- **ABOUT THIS TASK**
Match the word "Formatter". Return each line of the data below where it appears.

── EXERCISE MATERIALS

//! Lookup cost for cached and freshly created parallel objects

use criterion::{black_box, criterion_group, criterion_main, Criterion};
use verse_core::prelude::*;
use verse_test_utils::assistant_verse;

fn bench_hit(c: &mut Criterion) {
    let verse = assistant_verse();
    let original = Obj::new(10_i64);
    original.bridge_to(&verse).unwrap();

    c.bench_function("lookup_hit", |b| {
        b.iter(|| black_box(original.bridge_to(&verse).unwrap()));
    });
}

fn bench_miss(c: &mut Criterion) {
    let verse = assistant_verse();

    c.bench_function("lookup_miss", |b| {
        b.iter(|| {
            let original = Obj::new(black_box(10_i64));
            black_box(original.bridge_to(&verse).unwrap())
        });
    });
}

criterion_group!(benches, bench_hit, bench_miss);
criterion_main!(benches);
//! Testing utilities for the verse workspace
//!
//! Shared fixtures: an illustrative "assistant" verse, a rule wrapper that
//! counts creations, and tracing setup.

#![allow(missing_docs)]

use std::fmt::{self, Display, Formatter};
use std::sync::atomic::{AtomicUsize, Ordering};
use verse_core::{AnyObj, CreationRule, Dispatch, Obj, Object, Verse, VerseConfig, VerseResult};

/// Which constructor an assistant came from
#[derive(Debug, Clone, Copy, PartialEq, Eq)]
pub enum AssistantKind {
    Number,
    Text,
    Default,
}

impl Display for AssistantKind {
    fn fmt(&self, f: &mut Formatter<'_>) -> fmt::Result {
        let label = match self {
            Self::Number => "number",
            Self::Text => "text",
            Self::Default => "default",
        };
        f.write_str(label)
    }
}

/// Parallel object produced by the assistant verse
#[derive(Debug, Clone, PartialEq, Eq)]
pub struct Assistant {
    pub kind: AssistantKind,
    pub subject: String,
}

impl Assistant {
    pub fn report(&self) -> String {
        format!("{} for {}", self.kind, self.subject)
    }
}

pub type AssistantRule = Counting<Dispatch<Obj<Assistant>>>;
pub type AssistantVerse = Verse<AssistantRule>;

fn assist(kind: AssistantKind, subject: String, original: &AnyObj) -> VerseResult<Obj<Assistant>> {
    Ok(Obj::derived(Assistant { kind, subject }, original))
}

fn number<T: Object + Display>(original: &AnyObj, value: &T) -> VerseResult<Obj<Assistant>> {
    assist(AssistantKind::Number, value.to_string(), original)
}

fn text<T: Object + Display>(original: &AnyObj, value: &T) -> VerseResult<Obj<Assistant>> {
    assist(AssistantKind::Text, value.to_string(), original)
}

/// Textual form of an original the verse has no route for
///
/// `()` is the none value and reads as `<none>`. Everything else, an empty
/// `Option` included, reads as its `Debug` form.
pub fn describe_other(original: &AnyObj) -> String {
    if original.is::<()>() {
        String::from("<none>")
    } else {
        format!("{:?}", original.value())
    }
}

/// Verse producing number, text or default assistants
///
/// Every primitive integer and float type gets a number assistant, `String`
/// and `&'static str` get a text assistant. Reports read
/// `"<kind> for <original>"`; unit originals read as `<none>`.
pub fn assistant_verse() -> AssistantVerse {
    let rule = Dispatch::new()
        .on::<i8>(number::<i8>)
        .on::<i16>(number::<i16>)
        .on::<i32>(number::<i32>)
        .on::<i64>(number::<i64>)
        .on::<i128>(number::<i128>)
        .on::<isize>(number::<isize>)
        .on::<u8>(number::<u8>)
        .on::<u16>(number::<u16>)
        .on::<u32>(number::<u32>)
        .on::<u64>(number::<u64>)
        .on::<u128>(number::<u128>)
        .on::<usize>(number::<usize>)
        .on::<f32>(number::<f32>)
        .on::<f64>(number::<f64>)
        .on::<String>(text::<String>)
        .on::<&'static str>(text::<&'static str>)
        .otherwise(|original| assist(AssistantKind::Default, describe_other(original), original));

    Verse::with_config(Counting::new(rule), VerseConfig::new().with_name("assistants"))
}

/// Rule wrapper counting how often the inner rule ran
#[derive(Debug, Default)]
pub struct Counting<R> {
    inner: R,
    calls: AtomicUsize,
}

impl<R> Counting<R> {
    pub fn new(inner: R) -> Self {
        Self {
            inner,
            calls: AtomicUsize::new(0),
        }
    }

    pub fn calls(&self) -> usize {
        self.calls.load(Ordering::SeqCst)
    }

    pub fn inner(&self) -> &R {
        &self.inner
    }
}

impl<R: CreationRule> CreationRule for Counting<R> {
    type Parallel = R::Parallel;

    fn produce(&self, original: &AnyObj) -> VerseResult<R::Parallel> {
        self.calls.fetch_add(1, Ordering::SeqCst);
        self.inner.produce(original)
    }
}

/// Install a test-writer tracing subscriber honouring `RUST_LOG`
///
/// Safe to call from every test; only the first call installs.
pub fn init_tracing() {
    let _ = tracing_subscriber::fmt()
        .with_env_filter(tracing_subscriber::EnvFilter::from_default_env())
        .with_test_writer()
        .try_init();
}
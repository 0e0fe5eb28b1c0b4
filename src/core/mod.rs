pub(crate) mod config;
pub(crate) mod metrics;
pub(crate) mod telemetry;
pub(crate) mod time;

────

- **WRITTEN RESPONSE**
use std::fmt::{self, Display, Formatter};
    fn fmt(&self, f: &mut Formatter<'_>) -> fmt::Result {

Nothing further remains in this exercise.